Work to complete: Please copy out each line of the listing that contains the word "RuleEvaluation".

Data provided:
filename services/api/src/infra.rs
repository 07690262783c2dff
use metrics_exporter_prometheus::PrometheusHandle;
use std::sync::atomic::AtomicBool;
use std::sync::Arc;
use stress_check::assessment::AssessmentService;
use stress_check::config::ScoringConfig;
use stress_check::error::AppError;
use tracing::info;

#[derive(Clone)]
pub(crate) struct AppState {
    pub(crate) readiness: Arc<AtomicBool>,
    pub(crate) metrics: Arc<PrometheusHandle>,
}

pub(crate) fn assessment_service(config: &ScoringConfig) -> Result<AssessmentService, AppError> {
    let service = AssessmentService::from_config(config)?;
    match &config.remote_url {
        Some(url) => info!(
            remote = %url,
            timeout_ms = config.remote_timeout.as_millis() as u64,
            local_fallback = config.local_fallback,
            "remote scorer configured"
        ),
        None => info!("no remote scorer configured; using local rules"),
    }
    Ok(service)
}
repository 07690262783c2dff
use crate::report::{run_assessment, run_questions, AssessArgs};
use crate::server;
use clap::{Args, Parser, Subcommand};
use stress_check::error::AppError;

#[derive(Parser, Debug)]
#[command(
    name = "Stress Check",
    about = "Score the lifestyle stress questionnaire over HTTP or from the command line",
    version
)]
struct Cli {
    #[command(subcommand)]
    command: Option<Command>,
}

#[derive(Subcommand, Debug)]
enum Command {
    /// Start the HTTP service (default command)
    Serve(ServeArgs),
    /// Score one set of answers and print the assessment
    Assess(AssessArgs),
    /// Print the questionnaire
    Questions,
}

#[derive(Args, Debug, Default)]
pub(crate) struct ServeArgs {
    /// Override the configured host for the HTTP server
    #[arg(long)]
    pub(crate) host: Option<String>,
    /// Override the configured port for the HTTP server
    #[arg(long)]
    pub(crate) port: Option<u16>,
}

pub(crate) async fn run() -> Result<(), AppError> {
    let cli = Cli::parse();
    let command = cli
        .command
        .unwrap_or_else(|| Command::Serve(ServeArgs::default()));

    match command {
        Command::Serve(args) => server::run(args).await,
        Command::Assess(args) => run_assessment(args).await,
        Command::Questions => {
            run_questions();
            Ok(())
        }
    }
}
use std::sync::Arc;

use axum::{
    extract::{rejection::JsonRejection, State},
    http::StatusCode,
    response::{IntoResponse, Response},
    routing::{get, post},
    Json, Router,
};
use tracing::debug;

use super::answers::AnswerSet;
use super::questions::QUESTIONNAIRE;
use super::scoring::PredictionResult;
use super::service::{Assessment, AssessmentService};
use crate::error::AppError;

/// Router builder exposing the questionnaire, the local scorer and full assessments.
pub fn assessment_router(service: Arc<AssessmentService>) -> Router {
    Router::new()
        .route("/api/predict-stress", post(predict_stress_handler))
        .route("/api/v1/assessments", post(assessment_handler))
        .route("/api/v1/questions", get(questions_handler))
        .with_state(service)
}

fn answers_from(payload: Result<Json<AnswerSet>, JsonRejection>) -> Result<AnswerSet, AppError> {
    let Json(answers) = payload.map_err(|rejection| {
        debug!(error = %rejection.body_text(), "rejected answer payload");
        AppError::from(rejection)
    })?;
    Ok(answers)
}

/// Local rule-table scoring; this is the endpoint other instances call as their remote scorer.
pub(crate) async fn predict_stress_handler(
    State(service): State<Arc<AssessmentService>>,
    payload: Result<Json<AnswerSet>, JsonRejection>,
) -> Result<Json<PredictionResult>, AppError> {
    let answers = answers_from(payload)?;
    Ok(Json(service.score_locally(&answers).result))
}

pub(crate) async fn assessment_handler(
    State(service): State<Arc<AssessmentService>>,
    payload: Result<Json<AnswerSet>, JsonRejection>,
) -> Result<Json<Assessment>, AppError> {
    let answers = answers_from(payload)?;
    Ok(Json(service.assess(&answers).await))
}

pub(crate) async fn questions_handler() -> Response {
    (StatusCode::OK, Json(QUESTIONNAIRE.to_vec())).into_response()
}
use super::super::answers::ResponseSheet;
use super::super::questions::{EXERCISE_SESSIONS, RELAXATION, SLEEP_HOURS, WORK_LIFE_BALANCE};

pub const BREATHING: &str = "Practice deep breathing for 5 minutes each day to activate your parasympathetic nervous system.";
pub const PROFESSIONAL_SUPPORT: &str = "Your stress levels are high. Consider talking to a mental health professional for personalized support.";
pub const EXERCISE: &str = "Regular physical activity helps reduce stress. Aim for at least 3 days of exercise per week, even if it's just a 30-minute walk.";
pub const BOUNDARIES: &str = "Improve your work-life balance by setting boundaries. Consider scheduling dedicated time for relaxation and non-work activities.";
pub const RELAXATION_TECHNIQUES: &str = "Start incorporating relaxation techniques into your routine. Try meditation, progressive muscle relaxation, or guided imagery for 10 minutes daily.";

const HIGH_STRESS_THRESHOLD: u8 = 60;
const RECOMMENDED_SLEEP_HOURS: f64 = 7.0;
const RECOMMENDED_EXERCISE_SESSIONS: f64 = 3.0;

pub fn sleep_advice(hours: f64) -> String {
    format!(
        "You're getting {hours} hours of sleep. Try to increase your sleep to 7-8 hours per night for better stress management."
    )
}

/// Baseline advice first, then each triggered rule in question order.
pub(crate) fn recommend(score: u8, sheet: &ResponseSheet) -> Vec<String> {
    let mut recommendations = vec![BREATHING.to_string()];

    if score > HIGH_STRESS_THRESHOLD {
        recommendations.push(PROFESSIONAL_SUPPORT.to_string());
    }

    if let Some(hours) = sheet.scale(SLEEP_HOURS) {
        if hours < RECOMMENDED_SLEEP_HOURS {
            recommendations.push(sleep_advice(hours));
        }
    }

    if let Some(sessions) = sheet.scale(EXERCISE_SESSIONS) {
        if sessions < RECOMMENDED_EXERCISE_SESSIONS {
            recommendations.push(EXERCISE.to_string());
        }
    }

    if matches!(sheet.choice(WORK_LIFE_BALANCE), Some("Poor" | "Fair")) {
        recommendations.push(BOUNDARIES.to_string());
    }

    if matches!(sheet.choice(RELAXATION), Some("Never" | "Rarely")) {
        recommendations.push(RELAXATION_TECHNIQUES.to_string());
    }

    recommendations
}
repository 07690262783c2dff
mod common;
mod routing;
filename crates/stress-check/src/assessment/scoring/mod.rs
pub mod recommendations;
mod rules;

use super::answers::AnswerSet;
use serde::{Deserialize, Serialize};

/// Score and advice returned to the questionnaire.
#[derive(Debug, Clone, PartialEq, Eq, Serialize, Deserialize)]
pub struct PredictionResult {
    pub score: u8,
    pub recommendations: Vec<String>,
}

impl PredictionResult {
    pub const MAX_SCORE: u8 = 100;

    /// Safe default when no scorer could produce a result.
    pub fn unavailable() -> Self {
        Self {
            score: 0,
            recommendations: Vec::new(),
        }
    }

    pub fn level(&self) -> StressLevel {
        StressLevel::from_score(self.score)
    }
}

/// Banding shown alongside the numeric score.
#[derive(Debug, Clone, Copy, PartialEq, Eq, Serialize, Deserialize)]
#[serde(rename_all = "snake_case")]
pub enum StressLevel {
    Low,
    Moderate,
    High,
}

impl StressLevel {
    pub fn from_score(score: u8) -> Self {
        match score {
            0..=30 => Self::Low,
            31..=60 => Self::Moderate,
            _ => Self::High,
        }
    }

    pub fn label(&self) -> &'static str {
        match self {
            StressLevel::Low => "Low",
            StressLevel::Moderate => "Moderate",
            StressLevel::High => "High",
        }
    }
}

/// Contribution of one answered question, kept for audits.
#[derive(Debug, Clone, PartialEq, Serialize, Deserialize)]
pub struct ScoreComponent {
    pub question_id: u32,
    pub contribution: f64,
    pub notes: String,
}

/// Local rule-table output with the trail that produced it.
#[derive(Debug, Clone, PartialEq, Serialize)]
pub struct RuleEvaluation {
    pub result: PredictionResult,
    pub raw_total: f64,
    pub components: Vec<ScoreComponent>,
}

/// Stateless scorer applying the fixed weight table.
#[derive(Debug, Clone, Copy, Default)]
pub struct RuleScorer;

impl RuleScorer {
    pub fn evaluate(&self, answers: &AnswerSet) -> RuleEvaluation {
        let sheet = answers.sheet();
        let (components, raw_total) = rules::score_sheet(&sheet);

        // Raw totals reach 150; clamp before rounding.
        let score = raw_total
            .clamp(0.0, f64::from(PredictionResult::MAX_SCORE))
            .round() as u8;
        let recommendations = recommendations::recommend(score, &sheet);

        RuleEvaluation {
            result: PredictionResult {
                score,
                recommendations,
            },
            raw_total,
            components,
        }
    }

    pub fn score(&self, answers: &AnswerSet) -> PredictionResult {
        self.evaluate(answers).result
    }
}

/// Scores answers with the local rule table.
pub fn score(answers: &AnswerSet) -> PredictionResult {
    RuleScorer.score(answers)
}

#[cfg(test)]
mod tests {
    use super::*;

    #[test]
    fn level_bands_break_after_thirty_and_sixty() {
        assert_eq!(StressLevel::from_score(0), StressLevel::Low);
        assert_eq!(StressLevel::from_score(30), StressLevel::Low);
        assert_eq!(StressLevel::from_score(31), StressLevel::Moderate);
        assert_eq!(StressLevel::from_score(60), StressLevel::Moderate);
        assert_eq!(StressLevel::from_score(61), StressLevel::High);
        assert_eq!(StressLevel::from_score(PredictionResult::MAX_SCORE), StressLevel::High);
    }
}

Output of the exercise:
pub struct RuleEvaluation {
    pub fn evaluate(&self, answers: &AnswerSet) -> RuleEvaluation {
        RuleEvaluation {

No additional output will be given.